Others Who Have the AI Ick.

The dislike for AI applies beyond the dating realm. Ana Pereira, 26, lives in Brooklyn and works in sound for multiple live music venues across the city. She fantasizes about accessing her phone settings and deactivating AI features on all her apps, though tech platforms from Google to Spotify make it nearly impossible to opt out. Pereira thinks that using ChatGPT “shows such a lack of initiative”.

“It’s like you are unable to think for yourself, and you have to depend on an app for that,” she said.

Two of Pereira’s friends recently had a complicated breakup. She supported one of them after learning the other turned to ChatGPT, a infamously awful therapy substitute, not their partner, when they needed to talk about their feelings. “It’s like they refused to sit through any difficult human feelings,” she said. “They just wanted to process something and move on, which is not how things work.”

Before long, I found not manage it on my own. I had grown too dependent on AI for even routine tasks.

Richard Barnes, who is 31 and is a marine biologist and restaurant server in Hawaii, is likewise weary. “I am not sure if I would think differently about someone who uses ChatGPT, but I would be like, ‘come on,’” he said. “You don’t need to rely on it to make a grocery list. Your life is likely not that hard. We can make the list together.”

Celebrity and Tech Resistance.

When director Guillermo del Toro said he would “rather die” than use generative AI, it made news. Ditto for, SZA’s Instagram stories tirade against the tech warning about “environmental racism” and showing fear over users who are “codependent on a machine”. Ditto still for when Simu Liu, Alison Roman, Céline Dion, Emily Blunt, and others issued statements that are skeptical of AI in their various industries. I believe these quotes spread widely for a cause: people agree with them.

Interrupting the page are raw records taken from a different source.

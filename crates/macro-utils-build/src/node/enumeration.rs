use crate::{
    GenerateError, SENTINEL_SUFFIX,
    count::ensure_arity,
    filter::retain_non_empty,
    node::Header,
    options::EnumOptions,
    token::split_expr_args,
};
use proc_macro2::{Span, TokenStream};
use quote::format_ident;
use syn::{
    Attribute, Expr, Ident, Token, Visibility,
    ext::IdentExt,
    parse::{Parse, ParseStream},
    spanned::Spanned,
};

///
/// Sentinel
/// whether `<Name>_INVALID` is prepended to the enumerator list
///

#[derive(Clone, Copy, Debug, Eq, PartialEq)]
pub enum Sentinel {
    With,
    Without,
}

///
/// EnumeratorSpec
///

#[derive(Clone, Debug)]
pub struct EnumeratorSpec {
    pub attrs: Vec<Attribute>,
    pub ident: Ident,

    /// Constant expression replayed verbatim; never evaluated here.
    pub initializer: Option<Expr>,
}

impl EnumeratorSpec {
    #[must_use]
    pub const fn bare(ident: Ident) -> Self {
        Self {
            attrs: Vec::new(),
            ident,
            initializer: None,
        }
    }

    #[must_use]
    pub const fn is_bare(&self) -> bool {
        self.initializer.is_none()
    }

    /// Name as it appears in the lookup function's output, without any `r#`.
    #[must_use]
    pub fn name(&self) -> String {
        self.ident.unraw().to_string()
    }
}

impl Parse for EnumeratorSpec {
    fn parse(input: ParseStream) -> syn::Result<Self> {
        let attrs = input.call(Attribute::parse_outer)?;
        let ident: Ident = input.parse()?;

        let initializer = if input.peek(Token![=]) {
            input.parse::<Token![=]>()?;
            Some(input.parse::<Expr>()?)
        } else {
            None
        };

        if !input.is_empty() {
            return Err(input.error("expected `,` or `= <constant expression>` after enumerator"));
        }

        Ok(Self {
            attrs,
            ident,
            initializer,
        })
    }
}

///
/// EnumSpec
///

#[derive(Clone, Debug)]
pub struct EnumSpec {
    pub attrs: Vec<Attribute>,
    pub vis: Visibility,
    pub ident: Ident,
    pub enumerators: Vec<EnumeratorSpec>,
    pub sentinel: Sentinel,
    pub options: EnumOptions,
    pub span: Span,
}

impl EnumSpec {
    /// Parse `[#[attr]]* [vis] Name, ENUMERATOR [= expr], ...`.
    ///
    /// Empty positions in the enumerator list are dropped. With
    /// [`Sentinel::With`] a bare `<Name>_INVALID` enumerator is prepended and
    /// counts against `MAX_ARITY`.
    pub fn parse(tokens: TokenStream, sentinel: Sentinel) -> Result<Self, GenerateError> {
        let span = tokens.span();
        let Header {
            mut attrs,
            vis,
            ident,
            rest,
        } = Header::parse(tokens)?;
        let options = EnumOptions::extract(&mut attrs)?;

        let args = retain_non_empty(split_expr_args(rest));
        if args.is_empty() {
            return Err(GenerateError::EmptyList {
                what: "enumerator",
                span: ident.span(),
            });
        }

        let mut enumerators = Vec::with_capacity(args.len() + 1);
        if sentinel == Sentinel::With {
            enumerators.push(EnumeratorSpec::bare(sentinel_ident(&ident)));
        }
        for arg in args {
            enumerators.push(syn::parse2::<EnumeratorSpec>(arg)?);
        }
        ensure_arity(enumerators.len(), span)?;

        let spec = Self {
            attrs,
            vis,
            ident,
            enumerators,
            sentinel,
            options,
            span,
        };
        spec.check_unique_names()?;

        Ok(spec)
    }

    /// Number of enumerators the generated type declares, sentinel included.
    #[must_use]
    pub const fn value_count(&self) -> usize {
        self.enumerators.len()
    }

    /// Name of the generated lookup function.
    #[must_use]
    pub fn lookup_fn_ident(&self) -> Ident {
        match &self.options.lookup_fn_ident {
            Some(name) => {
                let mut name = name.clone();
                name.set_span(self.ident.span());
                name
            }
            None => lookup_fn_ident(&self.ident),
        }
    }

    // Two enumerators with the same name would be two consts with the same
    // name in one scope.
    fn check_unique_names(&self) -> Result<(), GenerateError> {
        for (index, enumerator) in self.enumerators.iter().enumerate() {
            let earlier = &self.enumerators[..index];
            if earlier.iter().any(|e| e.ident == enumerator.ident) {
                return Err(GenerateError::invalid_enumerator(
                    format!("'{}' is declared more than once", enumerator.ident),
                    enumerator.ident.span(),
                ));
            }
        }

        Ok(())
    }
}

/// `<Name>_INVALID`
#[must_use]
pub fn sentinel_ident(ident: &Ident) -> Ident {
    format_ident!("{}{}", ident, SENTINEL_SUFFIX, span = ident.span())
}

/// `<snake_name>_to_string`
#[must_use]
pub fn lookup_fn_ident(ident: &Ident) -> Ident {
    use convert_case::{Case, Casing};

    let snake = ident.unraw().to_string().to_case(Case::Snake);

    format_ident!("{}_to_string", snake, span = ident.span())
}

#[cfg(test)]
mod tests {
    use super::*;
    use quote::quote;

    fn names(spec: &EnumSpec) -> Vec<String> {
        spec.enumerators.iter().map(EnumeratorSpec::name).collect()
    }

    #[test]
    fn sentinel_is_prepended() {
        let spec = EnumSpec::parse(quote!(Color, RED, GREEN, BLUE), Sentinel::With).unwrap();

        assert_eq!(names(&spec), ["Color_INVALID", "RED", "GREEN", "BLUE"]);
        assert!(spec.enumerators[0].is_bare());
        assert_eq!(spec.value_count(), 4);
    }

    #[test]
    fn without_sentinel_keeps_the_list_as_is() {
        let spec = EnumSpec::parse(quote!(Color, RED, GREEN), Sentinel::Without).unwrap();

        assert_eq!(names(&spec), ["RED", "GREEN"]);
        assert_eq!(spec.value_count(), 2);
    }

    #[test]
    fn initializers_are_kept_verbatim() {
        let spec =
            EnumSpec::parse(quote!(Uber, a, b = 42, c = b * 2 + 1), Sentinel::Without).unwrap();
        let init = spec.enumerators[2].initializer.as_ref().unwrap();

        assert!(spec.enumerators[0].is_bare());
        assert_eq!(quote!(#init).to_string(), "b * 2 + 1");
    }

    #[test]
    fn attributes_and_visibility_are_captured() {
        let spec = EnumSpec::parse(
            quote!(#[derive(Default)] pub(crate) Level, #[doc = "lowest"] LOW, HIGH),
            Sentinel::Without,
        )
        .unwrap();

        assert_eq!(spec.attrs.len(), 1);
        assert!(matches!(spec.vis, Visibility::Restricted(_)));
        assert_eq!(spec.enumerators[0].attrs.len(), 1);
    }

    #[test]
    fn elided_enumerators_are_dropped() {
        let spec = EnumSpec::parse(quote!(E, , A, , B,), Sentinel::Without).unwrap();

        assert_eq!(names(&spec), ["A", "B"]);
    }

    #[test]
    fn empty_enumerator_list_is_rejected() {
        let err = EnumSpec::parse(quote!(E), Sentinel::With).unwrap_err();

        assert!(matches!(err, GenerateError::EmptyList { .. }));
    }

    #[test]
    fn duplicate_names_are_rejected() {
        let err = EnumSpec::parse(quote!(E, A, B, A = 3), Sentinel::Without).unwrap_err();

        assert!(matches!(err, GenerateError::InvalidEnumerator { .. }));
    }

    #[test]
    fn sentinel_counts_against_max_arity() {
        let list: Vec<_> = (0..crate::MAX_ARITY).map(|i| format_ident!("V{i}")).collect();

        assert!(EnumSpec::parse(quote!(E, #(#list),*), Sentinel::Without).is_ok());
        assert!(matches!(
            EnumSpec::parse(quote!(E, #(#list),*), Sentinel::With),
            Err(GenerateError::CapacityExceeded { .. })
        ));
    }

    #[test]
    fn trailing_tokens_after_enumerator_are_rejected() {
        assert!(EnumSpec::parse(quote!(E, A B), Sentinel::Without).is_err());
    }

    #[test]
    fn lookup_fn_is_snake_case_by_default() {
        let spec = EnumSpec::parse(quote!(TrafficLight, RED), Sentinel::Without).unwrap();
        assert_eq!(spec.lookup_fn_ident().to_string(), "traffic_light_to_string");

        let spec = EnumSpec::parse(quote!(TEST_UBER_ENUM, A), Sentinel::Without).unwrap();
        assert_eq!(spec.lookup_fn_ident().to_string(), "test_uber_enum_to_string");
    }

    #[test]
    fn lookup_fn_can_be_renamed() {
        let spec = EnumSpec::parse(
            quote!(#[macro_utils(to_string = "light_name")] TrafficLight, RED),
            Sentinel::Without,
        )
        .unwrap();

        assert_eq!(spec.lookup_fn_ident().to_string(), "light_name");
        assert!(spec.attrs.is_empty());
    }

    #[test]
    fn lookup_fn_can_be_renamed_to_a_raw_ident() {
        let spec = EnumSpec::parse(
            quote!(#[macro_utils(to_string = "r#match")] E, A),
            Sentinel::Without,
        )
        .unwrap();

        assert_eq!(spec.lookup_fn_ident().to_string(), "r#match");
    }

    #[test]
    fn raw_enumerators_are_named_without_the_prefix() {
        let spec = EnumSpec::parse(quote!(r#Kind, r#type, r#match = 4), Sentinel::With).unwrap();

        assert_eq!(names(&spec), ["Kind_INVALID", "type", "match"]);
        assert_eq!(spec.lookup_fn_ident().to_string(), "kind_to_string");
    }

    #[test]
    fn turbofish_commas_stay_inside_the_initializer() {
        let spec = EnumSpec::parse(
            quote!(E, A = Table::<u8, i32>::FIRST, B = A << 2, C),
            Sentinel::Without,
        )
        .unwrap();

        assert_eq!(names(&spec), ["A", "B", "C"]);
        let init = spec.enumerators[0].initializer.as_ref().unwrap();
        assert_eq!(quote!(#init).to_string(), "Table :: < u8 , i32 > :: FIRST");
    }
}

This attitude exists even among those in the tech sector. Last month, Pinterest added a filter that lets users turn off AI content. Meta lets users hide, but not entirely deactivate, comparable slop on Instagram. Sources suggested that “cursor resistance” is on the rise, as some Silicon Valley techies refuse to use AI to write their code.

{Luciano Noijeen, a lead software engineer based in Greece and the Netherlands, told me that he enthusiastically used AI in the past to write or punch up his coding.|According to Luciano Noijeen, a {lead|

Charles Alvarez
Charles Alvarez

A passionate gaming analyst with over a decade of experience in reviewing online casinos and sharing strategic insights for players worldwide.